Overall performance and Quality
To keep this report a ‘reasonable’ and readable length I’m going to let pictures tell much of the rest of the story. All the shots that follow were taken as RAW+HQ JPEG with the G3 set to produce ‘standard’ (non-biased) images. None of the JPEGs used here have been subjected to any form of post-processing. In general JPEGs produced by the G3 were very good though I did notice a tendency for the internal processing to produce slightly ‘mushy’ greys and emphasised light halos with a few subjects taken at higher ISO’s or in very bright conditions when using the ‘intelligent Resolution’ and ‘intelligent Dynamics’ JPEG processing options. The RAW versions of these ‘problem’ shots were much better; perhaps suggesting that iR and iD still need further refinement (you can easily switch them off altogether).
Here are three shots illustrating a few of the new ‘killer’ features of the G3 that will actually help you to take better pictures.
Example 1. Depth of Field anyone? Yes, you will be able to see the difference in resolution those extra 4MP’s contribute – though not when viewing at anything much lower than 1:1. Check out my Flickr site to see these shots at full size. Note that you do still need to watch your skies with subjects like this. This shot is ultra-sharp from front to back – but I still managed to blow out some of the clouds thanks to forgetting my ND Grad.
I did wonder for a while if 25% higher resolution was a bit of a double-edged sword. Not because it means higher noise levels as some of us feared, the advance of technology seems to have slain that dragon (see below), but because the increased detail makes the photographer’s errors a lot easier to see. Get the focal point a tiny bit off or the shutter speed too low and your error can look really bad when viewed at 100%. However, the truth is that at ‘normal’ viewing or print sizes your shot will still look just fine. Think of the higher resolution of the G3 as a tool by which you can actually improve your techniques, because you can now see exactly where you’ve gone wrong, and it can only help to advance your photography over time.
Pin-Point Focus Mode
Example 2. Along with Light Speed AF, Pin-Point focusing (where the G3 zooms into and locks focus on a tiny area within the picture by simply touching it on the LCD) can allow you to get perfectly focused shots that used to be rather difficult with earlier models; even using single-area AF (which is retained). I found myself using this feature a lot, including via the EVF, it helped me to get some of the best focused exterior shots I’ve ever taken.
Revamped Burst Modes
Example 3. The G3 has new burst modes that are much more usable. At 2 and 3fps they work without the display lag many of us have come to know and avoid, or you can shoot at 4 fps as before. You also have a 20 frames per second reduced resolution (4MP) ‘electronic shutter’ mode. In general I found during the wild fowl shoot that the new 3fps ‘Live View’ option enabled me to properly follow my subject and get some great action shots. This is a real improvement over previous models like my G1.

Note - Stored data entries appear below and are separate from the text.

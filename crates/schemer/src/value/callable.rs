//! Callable value types: primitives and closures

use std::fmt;
use std::rc::Rc;

use super::Value;
use crate::ast::{Expression, Formals, Lambda};
use crate::environment::Environment;
use crate::error::EvalError;

/// Type alias for primitive function pointers to reduce complexity
pub type PrimitiveFnPtr = Rc<dyn Fn(&[Value]) -> Result<Value, EvalError>>;

/// Anything that can sit in call position.
#[derive(Clone)]
pub enum Procedure {
    /// Built-in native function
    Primitive(Rc<Primitive>),

    /// Lambda closed over its defining environment
    Closure(Rc<Closure>),
}

impl Procedure {
    /// Check if two handles refer to the same procedure object.
    pub fn ptr_eq(&self, other: &Procedure) -> bool {
        match (self, other) {
            (Procedure::Primitive(a), Procedure::Primitive(b)) => Rc::ptr_eq(a, b),
            (Procedure::Closure(a), Procedure::Closure(b)) => Rc::ptr_eq(a, b),
            _ => false,
        }
    }
}

/// Accepted argument counts, inclusive.
#[derive(Debug, Clone, Copy, PartialEq, Eq)]
pub struct Arity {
    /// Minimum argument count
    pub min: usize,

    /// Maximum argument count (`None` for variadic)
    pub max: Option<usize>,
}

impl Arity {
    /// Exactly `n` arguments.
    pub const fn exactly(n: usize) -> Self {
        Self {
            min: n,
            max: Some(n),
        }
    }

    /// `n` or more arguments.
    pub const fn at_least(n: usize) -> Self {
        Self { min: n, max: None }
    }

    /// Between `min` and `max` arguments.
    pub const fn range(min: usize, max: usize) -> Self {
        Self {
            min,
            max: Some(max),
        }
    }

    /// Validate an argument count.
    ///
    /// # Errors
    ///
    /// - `ArityMismatch` for a fixed arity that is not met
    /// - `TooFewArguments` below the minimum of a variable arity
    /// - `TooManyArguments` above the maximum of a bounded arity
    pub fn check(&self, given: usize) -> Result<(), EvalError> {
        match self.max {
            Some(max) if max == self.min && given != max => Err(EvalError::ArityMismatch {
                expected: max,
                given,
            }),
            _ if given < self.min => Err(EvalError::TooFewArguments {
                expected: self.min,
                given,
            }),
            Some(max) if given > max => Err(EvalError::TooManyArguments {
                expected: max,
                given,
            }),
            _ => Ok(()),
        }
    }
}

/// A built-in native function.
///
/// Primitives receive their already-evaluated arguments and never see the
/// calling environment.
#[derive(Clone)]
pub struct Primitive {
    /// Function name (for display/debugging)
    pub name: String,

    /// Accepted argument counts
    pub arity: Arity,

    /// The actual function pointer
    pub func: PrimitiveFnPtr,
}

impl Primitive {
    /// Create a primitive from a name, an arity and a function.
    pub fn new(
        name: impl Into<String>,
        arity: Arity,
        func: impl Fn(&[Value]) -> Result<Value, EvalError> + 'static,
    ) -> Self {
        Self {
            name: name.into(),
            arity,
            func: Rc::new(func),
        }
    }

    /// Check arity, then invoke.
    pub fn call(&self, args: &[Value]) -> Result<Value, EvalError> {
        self.arity.check(args.len())?;
        (self.func)(args)
    }
}

impl fmt::Debug for Primitive {
    fn fmt(&self, f: &mut fmt::Formatter<'_>) -> fmt::Result {
        write!(f, "Primitive({})", self.name)
    }
}

/// A lambda paired with the environment it was created in.
///
/// The environment is shared, not copied: later mutation of captured
/// bindings is visible to the body.
#[derive(Clone)]
pub struct Closure {
    /// Defining environment
    pub env: Environment,

    /// The lambda expression
    pub lambda: Rc<Lambda>,
}

impl Closure {
    /// Close `lambda` over `env`.
    pub fn new(env: Environment, lambda: Rc<Lambda>) -> Self {
        Self { env, lambda }
    }

    /// The parameter list.
    pub fn formals(&self) -> &Formals {
        &self.lambda.formals
    }

    /// The body expression.
    pub fn body(&self) -> &Expression {
        &self.lambda.body
    }
}

impl fmt::Debug for Closure {
    fn fmt(&self, f: &mut fmt::Formatter<'_>) -> fmt::Result {
        write!(f, "Closure({:?})", self.lambda.formals)
    }
}
//! UI module for Petal GUI
//!
//! # Panel Structure
//! - `toolbar` - Title and light/dark toggle
//! - `display` - The calculator display
//! - `keypad` - The 4-column button grid
//! - `status_bar` - Pending operation and status messages
//!
//! # Shared
//! - `palette` - Key and display colors for light and dark mode

pub mod display;
pub mod keypad;
pub mod palette;
pub mod status_bar;
pub mod toolbar;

On the operational software side there are too many small changes to recount here (or for me to have investigated fully in the time allowed). One improvement worth mentioning though is that you can now auto-bracket shots in 1EV steps, which should go a little way towards pleasing the HDR enthusiasts here. The MF Assist function has also been revamped with an optional ‘PiP’ display mode. Personally, I was more concerned that certain features were not dropped altogether in the new design. All of us who have decided to invest in a particular camera system build up a collection of peripheral devices over time – and usually not all produced by the camera maker themselves. It’s rather a relief then to note that with the G3 Panasonic have stuck to their established standards. Shoot W/O Lens is still present (essential for those like me who sometimes use ‘legacy’ pre-auto and other non-Panasonic/Olympus lenses) and no changes have been made to the remote control socket or the flash system – though I for one think flash control is an area that could have been improved in many ways; maybe next time.

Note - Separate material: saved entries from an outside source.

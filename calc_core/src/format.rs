//! # Display Number Formatting
//!
//! Conversion between `f64` values and the text shown on the calculator
//! display.
//!
//! - [`format_number`] renders the shortest round-trip digits in plain
//!   notation for magnitudes in `[1e-6, 1e21)` and exponent notation
//!   otherwise. When two shortest candidates are equally close, the one with
//!   the even last digit wins.
//! - [`normalize`] rounds to [`SIGNIFICANT_DIGITS`] first, hiding binary
//!   representation noise such as `0.1 + 0.2 = 0.30000000000000004`.
//!   Exact ties round away from zero.
//! - [`parse_display`] reads the numeric prefix of display text, so partial
//!   entries like `"0."` or carried-over text like `"Infinity"` still parse.
//!
//! ## Example
//!
//! ```rust
//! use calc_core::format::{format_number, normalize, parse_display};
//!
//! assert_eq!(format_number(100.0), "100");
//! assert_eq!(format_number(1e21), "1e+21");
//! assert_eq!(normalize(0.1 + 0.2), "0.3");
//! assert_eq!(parse_display("0."), 0.0);
//! ```

/// Significant digits kept when normalizing a computed result
pub const SIGNIFICANT_DIGITS: usize = 15;

/// Largest decimal exponent (exclusive) still written in plain notation
const MAX_PLAIN_EXPONENT: i32 = 21;

/// Smallest decimal exponent (exclusive) still written in plain notation
const MIN_PLAIN_EXPONENT: i32 = -6;

/// Precision that prints every digit of an `f64` exactly (767 significant digits)
const EXACT_PRECISION: usize = 766;

/// Render a value the way the display shows it.
///
/// Integers have no fractional part, `-0` renders as `"0"`, and non-finite
/// values render as `Infinity`, `-Infinity` or `NaN`.
pub fn format_number(value: f64) -> String {
    if value.is_nan() {
        return "NaN".to_string();
    }
    if value.is_infinite() {
        return if value > 0.0 { "Infinity" } else { "-Infinity" }.to_string();
    }
    if value == 0.0 {
        return "0".to_string();
    }

    let Some((digits, exponent)) = shortest_digits(value.abs()) else {
        return value.to_string();
    };

    let mut out = String::with_capacity(digits.len() + 8);
    if value < 0.0 {
        out.push('-');
    }
    out.push_str(&layout_digits(&digits, exponent + 1));
    out
}

/// Split `d.ddde<exp>` into its digits (no point) and exponent
fn split_scientific(text: &str) -> Option<(String, i32)> {
    let (mantissa, exponent) = text.split_once('e')?;
    let exponent = exponent.parse::<i32>().ok()?;
    let digits: String = mantissa.chars().filter(|c| *c != '.').collect();
    Some((digits, exponent))
}

/// Exact decimal expansion of a positive finite value, trailing zeros removed
fn exact_digits(value: f64) -> Option<(String, i32)> {
    let (digits, exponent) = split_scientific(&format!("{:.*e}", EXACT_PRECISION, value))?;
    let trimmed = digits.trim_end_matches('0');
    let trimmed = if trimmed.is_empty() { "0" } else { trimmed };
    Some((trimmed.to_string(), exponent))
}

/// Add one unit in the last place. Returns the new digits and whether the
/// carry added a leading digit.
fn increment_digits(digits: &str) -> (String, bool) {
    let mut bytes = digits.as_bytes().to_vec();
    for b in bytes.iter_mut().rev() {
        if *b == b'9' {
            *b = b'0';
        } else {
            *b += 1;
            return (String::from_utf8_lossy(&bytes).into_owned(), false);
        }
    }
    bytes.insert(0, b'1');
    (String::from_utf8_lossy(&bytes).into_owned(), true)
}

/// Parse `digits` whose first digit sits at `10^exponent`
fn digits_to_f64(digits: &str, exponent: i32) -> Option<f64> {
    let scale = exponent - (digits.len() as i32 - 1);
    format!("{}e{}", digits, scale).parse().ok()
}

/// Shortest round-trip digits of a positive finite value.
///
/// `{:e}` picks the shortest digit string that parses back to `value`. When
/// `value` lies exactly halfway between two such strings it may pick the odd
/// one; the even neighbour is preferred instead.
fn shortest_digits(value: f64) -> Option<(String, i32)> {
    let (digits, exponent) = split_scientific(&format!("{:e}", value))?;

    let Some((exact, exact_exponent)) = exact_digits(value) else {
        return Some((digits, exponent));
    };
    let last_place = exponent - (digits.len() as i32 - 1);
    let exact_last_place = exact_exponent - (exact.len() as i32 - 1);

    // Halfway: the exact expansion ends in a 5 one place below the last digit
    let is_midpoint = exact_last_place == last_place - 1 && exact.ends_with('5') && exact.len() > 1;
    let last_is_odd = digits.bytes().last().is_some_and(|b| (b - b'0') % 2 == 1);
    if !is_midpoint || !last_is_odd {
        return Some((digits, exponent));
    }

    let floor = &exact[..exact.len() - 1];
    let (ceil, carried) = increment_digits(floor);
    let floor_is_even = floor.bytes().last().is_some_and(|b| (b - b'0') % 2 == 0);
    let (even, even_exponent) = if floor_is_even {
        (floor.to_string(), exact_exponent)
    } else {
        (ceil, exact_exponent + i32::from(carried))
    };

    if digits_to_f64(&even, even_exponent) != Some(value) {
        return Some((digits, exponent));
    }
    let even = even.trim_end_matches('0');
    if even.is_empty() {
        return Some((digits, exponent));
    }
    Some((even.to_string(), even_exponent))
}

/// Place significant `digits` around the decimal point.
///
/// `point` is the position of the decimal point relative to the first digit
/// (the value is `0.digits * 10^point`).
fn layout_digits(digits: &str, point: i32) -> String {
    let count = digits.len() as i32;

    if count <= point && point <= MAX_PLAIN_EXPONENT {
        // Integer: pad with trailing zeros
        let mut s = digits.to_string();
        s.extend(std::iter::repeat('0').take((point - count) as usize));
        s
    } else if 0 < point && point <= MAX_PLAIN_EXPONENT {
        let (int_part, frac_part) = digits.split_at(point as usize);
        format!("{}.{}", int_part, frac_part)
    } else if MIN_PLAIN_EXPONENT < point && point <= 0 {
        format!("0.{}{}", "0".repeat((-point) as usize), digits)
    } else {
        let exponent = point - 1;
        let sign = if exponent >= 0 { '+' } else { '-' };
        let (lead, rest) = digits.split_at(1);
        if rest.is_empty() {
            format!("{}e{}{}", lead, sign, exponent.abs())
        } else {
            format!("{}.{}e{}{}", lead, rest, sign, exponent.abs())
        }
    }
}

/// Round a value to `digits` significant decimal digits.
///
/// Rounds on the exact decimal expansion; a tail of exactly one half rounds
/// the magnitude up. Non-finite values pass through untouched.
pub fn round_to_significant(value: f64, digits: usize) -> f64 {
    if !value.is_finite() || value == 0.0 || digits == 0 {
        return value;
    }
    let Some((exact, exponent)) = exact_digits(value.abs()) else {
        return value;
    };
    if exact.len() <= digits {
        return value;
    }

    let (head, tail) = exact.split_at(digits);
    let (kept, kept_exponent) = if tail.as_bytes()[0] >= b'5' {
        let (rounded, carried) = increment_digits(head);
        (rounded, exponent + i32::from(carried))
    } else {
        (head.to_string(), exponent)
    };

    match digits_to_f64(&kept, kept_exponent) {
        Some(magnitude) => magnitude.copysign(value),
        None => value,
    }
}

/// Round to [`SIGNIFICANT_DIGITS`] and render for the display.
pub fn normalize(value: f64) -> String {
    format_number(round_to_significant(value, SIGNIFICANT_DIGITS))
}

/// Parse the numeric prefix of display text.
///
/// Accepts an optional sign followed by `Infinity` or a decimal literal with
/// an optional exponent. Anything after the prefix is ignored. Text with no
/// numeric prefix parses as NaN.
pub fn parse_display(text: &str) -> f64 {
    let trimmed = text.trim_start();
    let (sign, rest) = match trimmed.as_bytes().first() {
        Some(b'-') => (-1.0, &trimmed[1..]),
        Some(b'+') => (1.0, &trimmed[1..]),
        _ => (1.0, trimmed),
    };

    if rest.starts_with("Infinity") {
        return sign * f64::INFINITY;
    }

    let len = numeric_prefix_len(rest);
    if len == 0 {
        return f64::NAN;
    }
    rest[..len]
        .parse::<f64>()
        .map(|v| sign * v)
        .unwrap_or(f64::NAN)
}

/// Length in bytes of the longest decimal literal at the start of `s`.
fn numeric_prefix_len(s: &str) -> usize {
    let bytes = s.as_bytes();
    let digits_from = |start: usize| {
        bytes[start.min(bytes.len())..]
            .iter()
            .take_while(|b| b.is_ascii_digit())
            .count()
    };

    let int_digits = digits_from(0);
    let mut end = int_digits;
    let mut frac_digits = 0;

    if bytes.get(end) == Some(&b'.') {
        frac_digits = digits_from(end + 1);
        if int_digits > 0 || frac_digits > 0 {
            end += 1 + frac_digits;
        }
    }
    if int_digits == 0 && frac_digits == 0 {
        return 0;
    }

    if matches!(bytes.get(end), Some(b'e' | b'E')) {
        let mut exp_start = end + 1;
        if matches!(bytes.get(exp_start), Some(b'+' | b'-')) {
            exp_start += 1;
        }
        let exp_digits = digits_from(exp_start);
        if exp_digits > 0 {
            end = exp_start + exp_digits;
        }
    }

    end
}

When it comes to video I have to say I was impressed, though I don’t claim any great expertise in that field being a G1 user. Clips look very good at full HD (1080i), though objects crossing the frame like cars can suffer from a slight ‘stutter’ effect, and I’d definitely suggest using a tripod or other support if you want smooth panning shots. A static test at 1080i with the G3 supported whilst videoing a Newton’s Cradle in action played back perfectly smoothly on our Panasonic 1080p plasma via the SDHC card reader in our BD80 Blu-ray player. It’s a great facility to have to hand and although the G3 doesn’t have the external microphone input of the GH2 the built-in stereo mic did a lot better than I’d have expected. The touch screen comes into its own when shooting video, giving in-shot control of the focus point for pro-like focus-pull shots.